やっぱりこの話はよそう、今更振り返って変わるものじゃない。
俺と響は立ち上がり再び歩き出し、キルケーのメインコアは目前というところで通路には隔壁で遮られ遠回りを余儀なくされていた。
『やっぱり...』
考え込み黙っていると
『もっかいミラーかけて』
言うとおりに再びミラーをかけると響から接触通話のサインを受け、ヘルメットを合わせて話す。
『キルケーはわざと遠回りさせてる』
「なんでそんなこと...」
『さぁ....でも今はとりあえず乗るしかない』
そう言い迷路と化した船内をひたすら練り歩き、1時間ほどが過ぎ再び司令部へと戻ってきてしまった。
「おいおい、マジかよ」
『キルケー、見てるんでしょ』
響が見上げる先には半球のカメラが天井に備わっている。思い返せば通路の天井には要所要所この半球が付いていた。

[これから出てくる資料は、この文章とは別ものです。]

//! Cover-first asset upload.
//!
//! The cover is mandatory and fatal on failure; gallery images are best
//! effort. The returned URL list always starts with the cover and keeps the
//! gallery's submitted order, whatever order the uploads finish in.

use std::sync::Arc;

use axum::body::Bytes;
use chrono::Utc;
use futures::future::join_all;
use rand::Rng;
use rand::distr::Alphanumeric;
use thiserror::Error;
use tracing::{debug, instrument, warn};

use crate::storage::{BlobStore, StorageError};

const KEY_TOKEN_LEN: usize = 12;
const MAX_EXTENSION_LEN: usize = 8;
const FALLBACK_EXTENSION: &str = "bin";
const FALLBACK_CONTENT_TYPE: &str = "application/octet-stream";

/// Errors that abort an upload before anything is persisted.
#[derive(Debug, Error)]
pub enum UploadError {
    /// No cover file, or an empty one.
    #[error("A cover image is required.")]
    MissingCover,

    /// Combined size of all files is over the limit.
    #[error("Upload is too large ({actual} bytes, limit {limit} bytes).")]
    TooLarge { limit: usize, actual: usize },

    /// The cover could not be stored.
    #[error("cover upload failed: {0}")]
    Storage(#[from] StorageError),
}

/// A file received from a form.
#[derive(Debug, Clone)]
pub struct UploadedFile {
    pub file_name: String,
    pub content_type: Option<String>,
    pub body: Bytes,
}

impl UploadedFile {
    #[must_use]
    pub fn new(
        file_name: impl Into<String>,
        content_type: Option<String>,
        body: impl Into<Bytes>,
    ) -> Self {
        Self {
            file_name: file_name.into(),
            content_type,
            body: body.into(),
        }
    }

    #[must_use]
    pub fn is_empty(&self) -> bool {
        self.body.is_empty()
    }

    #[must_use]
    pub fn len(&self) -> usize {
        self.body.len()
    }

    /// Lowercased extension of the original file name, if it is usable in a key.
    #[must_use]
    pub fn extension(&self) -> Option<String> {
        let (_, ext) = self.file_name.rsplit_once('.')?;
        let valid = !ext.is_empty()
            && ext.len() <= MAX_EXTENSION_LEN
            && ext.chars().all(|c| c.is_ascii_alphanumeric());
        valid.then(|| ext.to_ascii_lowercase())
    }

    /// Content type to store the file under.
    ///
    /// A known image extension wins over the declared type. Otherwise the
    /// declared type is kept only if it is a raster `image/*` type.
    #[must_use]
    pub fn resolved_content_type(&self) -> String {
        let inferred = match self.extension().as_deref() {
            Some("jpg" | "jpeg") => Some("image/jpeg"),
            Some("png") => Some("image/png"),
            Some("gif") => Some("image/gif"),
            Some("webp") => Some("image/webp"),
            Some("avif") => Some("image/avif"),
            _ => None,
        };
        if let Some(inferred) = inferred {
            return inferred.to_string();
        }

        self.content_type
            .as_deref()
            .map(|ct| ct.trim().to_ascii_lowercase())
            .filter(|ct| ct.starts_with("image/") && !ct.contains("svg"))
            .unwrap_or_else(|| FALLBACK_CONTENT_TYPE.to_string())
    }
}

/// Build a collision-resistant storage key: `<unix-millis>-<token>.<ext>`.
#[must_use]
pub fn storage_key(file: &UploadedFile) -> String {
    let token: String = rand::rng()
        .sample_iter(&Alphanumeric)
        .take(KEY_TOKEN_LEN)
        .map(char::from)
        .collect();
    let ext = file
        .extension()
        .unwrap_or_else(|| FALLBACK_EXTENSION.to_string());

    format!("{}-{token}.{ext}", Utc::now().timestamp_millis())
}

/// Uploads a project's cover and gallery to the blob store.
#[derive(Clone)]
pub struct AssetUploadOrchestrator {
    store: Arc<dyn BlobStore>,
    limit_bytes: usize,
}

impl std::fmt::Debug for AssetUploadOrchestrator {
    fn fmt(&self, f: &mut std::fmt::Formatter<'_>) -> std::fmt::Result {
        f.debug_struct("AssetUploadOrchestrator")
            .field("limit_bytes", &self.limit_bytes)
            .finish_non_exhaustive()
    }
}

impl AssetUploadOrchestrator {
    #[must_use]
    pub fn new(store: Arc<dyn BlobStore>, limit_bytes: usize) -> Self {
        Self { store, limit_bytes }
    }

    /// Aggregate byte limit for one call.
    #[must_use]
    pub const fn limit_bytes(&self) -> usize {
        self.limit_bytes
    }

    /// Check the request shape without touching storage.
    ///
    /// # Errors
    ///
    /// Returns `MissingCover` for an absent or empty cover and `TooLarge` when
    /// the files together exceed the limit.
    pub fn precheck(
        &self,
        cover: Option<&UploadedFile>,
        gallery: &[UploadedFile],
    ) -> Result<(), UploadError> {
        let cover = cover
            .filter(|c| !c.is_empty())
            .ok_or(UploadError::MissingCover)?;

        let actual = gallery
            .iter()
            .map(UploadedFile::len)
            .fold(cover.len(), usize::saturating_add);
        if actual > self.limit_bytes {
            return Err(UploadError::TooLarge {
                limit: self.limit_bytes,
                actual,
            });
        }

        Ok(())
    }

    /// Upload the cover, then the gallery, and return their public URLs.
    ///
    /// The cover URL is always first. Gallery failures are logged and the
    /// failed items left out; empty gallery parts are skipped.
    ///
    /// # Errors
    ///
    /// Returns `MissingCover` or `TooLarge` before any upload, or `Storage`
    /// if the cover upload fails.
    #[instrument(skip_all, fields(gallery = gallery.len()))]
    pub async fn upload_project_assets(
        &self,
        cover: Option<UploadedFile>,
        gallery: Vec<UploadedFile>,
    ) -> Result<Vec<String>, UploadError> {
        self.precheck(cover.as_ref(), &gallery)?;
        let cover = cover.ok_or(UploadError::MissingCover)?;

        let cover_url = self.put(&cover).await?;

        let uploads = gallery
            .iter()
            .enumerate()
            .filter(|(_, file)| !file.is_empty())
            .map(|(index, file)| async move {
                match self.put(file).await {
                    Ok(url) => Some(url),
                    Err(e) => {
                        warn!(
                            index,
                            file_name = %file.file_name,
                            error = %e,
                            "Gallery image upload failed, skipping"
                        );
                        None
                    }
                }
            });
        let slots = join_all(uploads).await;

        let mut urls = Vec::with_capacity(slots.len() + 1);
        urls.push(cover_url);
        urls.extend(slots.into_iter().flatten());

        debug!(stored = urls.len(), "Project assets uploaded");
        Ok(urls)
    }

    async fn put(&self, file: &UploadedFile) -> Result<String, StorageError> {
        let key = storage_key(file);
        self.store
            .put(&key, &file.resolved_content_type(), file.body.clone())
            .await
    }
}

#[cfg(test)]
mod tests {
    use std::time::Duration;

    use super::*;
    use crate::storage::MemoryBlobStore;

    fn file(name: &str, body: &'static [u8]) -> UploadedFile {
        UploadedFile::new(name, None, Bytes::from_static(body))
    }

    fn orchestrator(store: &Arc<MemoryBlobStore>, limit: usize) -> AssetUploadOrchestrator {
        AssetUploadOrchestrator::new(Arc::clone(store) as Arc<dyn BlobStore>, limit)
    }

    #[tokio::test]
    async fn test_cover_is_first() {
        let store = Arc::new(MemoryBlobStore::default());
        let urls = orchestrator(&store, 1024)
            .upload_project_assets(
                Some(file("cover.png", b"cover")),
                vec![file("a.jpg", b"a"), file("b.jpg", b"b")],
            )
            .await
            .unwrap();

        assert_eq!(urls.len(), 3);
        let objects = store.objects();
        let cover = objects
            .iter()
            .find(|o| o.body == Bytes::from_static(b"cover"))
            .unwrap();
        assert_eq!(urls[0], format!("https://blobs.test/{}", cover.key));
        assert_eq!(cover.content_type, "image/png");
    }

    #[tokio::test]
    async fn test_missing_cover_uploads_nothing() {
        let store = Arc::new(MemoryBlobStore::default());
        let orch = orchestrator(&store, 1024);

        let result = orch
            .upload_project_assets(None, vec![file("a.jpg", b"a")])
            .await;
        assert!(matches!(result, Err(UploadError::MissingCover)));

        let result = orch
            .upload_project_assets(Some(file("cover.png", b"")), vec![file("a.jpg", b"a")])
            .await;
        assert!(matches!(result, Err(UploadError::MissingCover)));

        assert!(store.objects().is_empty());
    }

    #[tokio::test]
    async fn test_too_large_uploads_nothing() {
        let store = Arc::new(MemoryBlobStore::default());
        let result = orchestrator(&store, 8)
            .upload_project_assets(
                Some(file("cover.png", b"12345")),
                vec![file("a.jpg", b"6789")],
            )
            .await;

        assert!(matches!(
            result,
            Err(UploadError::TooLarge {
                limit: 8,
                actual: 9
            })
        ));
        assert!(store.objects().is_empty());
    }

    #[tokio::test]
    async fn test_cover_failure_is_fatal() {
        let store = Arc::new(MemoryBlobStore::default());
        store.fail_body(Bytes::from_static(b"cover"));

        let result = orchestrator(&store, 1024)
            .upload_project_assets(Some(file("cover.png", b"cover")), vec![file("a.jpg", b"a")])
            .await;

        assert!(matches!(result, Err(UploadError::Storage(_))));
        assert!(store.objects().is_empty());
    }

    #[tokio::test]
    async fn test_failed_gallery_item_is_dropped_in_order() {
        let store = Arc::new(MemoryBlobStore::default());
        store.fail_body(Bytes::from_static(b"second"));

        let urls = orchestrator(&store, 1024)
            .upload_project_assets(
                Some(file("cover.png", b"cover")),
                vec![
                    file("1.png", b"first"),
                    file("2.png", b"second"),
                    file("3.png", b"third"),
                ],
            )
            .await
            .unwrap();

        assert_eq!(urls.len(), 3);
        let body_of = |url: &str| {
            store
                .objects()
                .into_iter()
                .find(|o| url.ends_with(&o.key))
                .map(|o| o.body)
                .unwrap()
        };
        assert_eq!(body_of(&urls[0]), Bytes::from_static(b"cover"));
        assert_eq!(body_of(&urls[1]), Bytes::from_static(b"first"));
        assert_eq!(body_of(&urls[2]), Bytes::from_static(b"third"));
    }

    #[tokio::test]
    async fn test_order_ignores_completion_order() {
        let store = Arc::new(MemoryBlobStore::default());
        store.delay_body(Bytes::from_static(b"slow"), Duration::from_millis(50));

        let urls = orchestrator(&store, 1024)
            .upload_project_assets(
                Some(file("cover.png", b"cover")),
                vec![file("1.png", b"slow"), file("2.png", b"fast")],
            )
            .await
            .unwrap();

        let objects = store.objects();
        let completed: Vec<_> = objects.iter().map(|o| o.body.clone()).collect();
        assert_eq!(
            completed,
            vec![
                Bytes::from_static(b"cover"),
                Bytes::from_static(b"fast"),
                Bytes::from_static(b"slow"),
            ]
        );

        let slow = objects
            .iter()
            .find(|o| o.body == Bytes::from_static(b"slow"))
            .unwrap();
        assert!(urls[1].ends_with(&slow.key));
    }

    #[tokio::test]
    async fn test_empty_gallery_parts_are_skipped() {
        let store = Arc::new(MemoryBlobStore::default());
        let urls = orchestrator(&store, 1024)
            .upload_project_assets(Some(file("cover.png", b"cover")), vec![file("", b"")])
            .await
            .unwrap();

        assert_eq!(urls.len(), 1);
        assert_eq!(store.objects().len(), 1);
    }

    #[test]
    fn test_storage_key_shape() {
        let key = storage_key(&file("Photo.JPG", b"x"));
        let (millis, rest) = key.split_once('-').unwrap();
        let (token, ext) = rest.split_once('.').unwrap();

        assert!(millis.parse::<i64>().is_ok());
        assert_eq!(token.len(), KEY_TOKEN_LEN);
        assert!(token.chars().all(|c| c.is_ascii_alphanumeric()));
        assert_eq!(ext, "jpg");
    }

    #[test]
    fn test_storage_keys_differ() {
        let f = file("a.png", b"x");
        assert_ne!(storage_key(&f), storage_key(&f));
    }

    #[test]
    fn test_content_type_resolution() {
        assert_eq!(file("a.webp", b"x").resolved_content_type(), "image/webp");
        assert_eq!(
            file("noext", b"x").resolved_content_type(),
            "application/octet-stream"
        );
        let declared = UploadedFile::new("a.raw", Some("image/x-custom".to_string()), "x");
        assert_eq!(declared.resolved_content_type(), "image/x-custom");
    }

    #[test]
    fn test_declared_markup_is_not_stored_as_markup() {
        let labelled = UploadedFile::new("a.png", Some("text/html".to_string()), "x");
        assert_eq!(labelled.resolved_content_type(), "image/png");

        let html = UploadedFile::new("page.html", Some("text/html".to_string()), "x");
        assert_eq!(html.resolved_content_type(), "application/octet-stream");

        let svg = UploadedFile::new("logo.svg", Some("image/svg+xml".to_string()), "x");
        assert_eq!(svg.resolved_content_type(), "application/octet-stream");
    }

    #[test]
    fn test_extension_rejects_unsafe_suffix() {
        assert_eq!(file("a.tar.gz", b"x").extension().as_deref(), Some("gz"));
        assert_eq!(file("a./etc", b"x").extension(), None);
        assert_eq!(file("a.", b"x").extension(), None);
    }
}
//! Contact messages.

use axum::{
    Form, Json,
    extract::{Path, State},
    http::StatusCode,
};
use serde::Deserialize;
use tracing::instrument;

use folio_core::MessageId;

use super::ActionResponse;
use crate::error::{Result, add_breadcrumb};
use crate::middleware::CurrentRole;
use crate::models::Message;
use crate::state::AppState;

/// Contact form data.
///
/// Fields default to empty so missing ones surface as a validation message
/// instead of a deserialization error.
#[derive(Debug, Default, Deserialize)]
#[serde(default)]
pub struct MessageForm {
    pub name: String,
    pub email: String,
    pub subject: Option<String>,
    pub message: String,
}

/// GET /api/messages
pub async fn list(
    State(state): State<AppState>,
    CurrentRole(role): CurrentRole,
) -> Result<Json<Vec<Message>>> {
    let messages = state.messages().list(role).await?;
    Ok(Json(messages.as_ref().clone()))
}

/// POST /api/messages
#[instrument(skip_all)]
pub async fn create(
    State(state): State<AppState>,
    Form(form): Form<MessageForm>,
) -> Result<(StatusCode, Json<ActionResponse>)> {
    state
        .messages()
        .create(
            &form.name,
            &form.email,
            form.subject.as_deref(),
            &form.message,
        )
        .await?;

    Ok((
        StatusCode::CREATED,
        Json(ActionResponse::ok("Thanks! Your message has been sent.")),
    ))
}

/// DELETE /api/messages/{id}
#[instrument(skip(state))]
pub async fn delete(
    State(state): State<AppState>,
    CurrentRole(role): CurrentRole,
    Path(id): Path<MessageId>,
) -> Result<Json<ActionResponse>> {
    state.messages().delete(role, id).await?;
    add_breadcrumb("messages", "Message deleted");
    Ok(Json(ActionResponse::ok("Message deleted.")))
}
//! Folio server library.
//!
//! The portfolio content API as a library, so the router can be exercised in
//! tests with in-memory stores.
//!
//! # Modules
//!
//! - [`config`] - Environment configuration
//! - [`db`] - Project and message stores
//! - [`storage`] - Object storage for images
//! - [`services`] - Session roles, uploads, and permission-gated mutations
//! - [`routes`] - HTTP handlers and the application router

#![cfg_attr(not(test), forbid(unsafe_code))]

pub mod config;
pub mod db;
pub mod error;
pub mod middleware;
pub mod models;
pub mod routes;
pub mod services;
pub mod state;
pub mod storage;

〈はい、残念ながらメインコアへの道は閉ざされているようですね〉
〈船内に残ったエネルギーでの稼働は最小限に抑えれば168時間は維持でるでしょう〉
〈伝導管へのルートはクリアされています。この間、まずは主機関の接続を優先すべきです〉
『つまりエネルギー確保をしないとこっから出さないぞ、ってことね?』
キルケーは答えることなく黙っている。
突然響は舞台上のような立ち回りで壁に手を沿わせながら走り回り、すとんと船長席に腰かける。
『ok、じゃあ伝導管の接続を優先しよう』
「お、おい」
言葉を発しようとするのを指を突き出し遮った。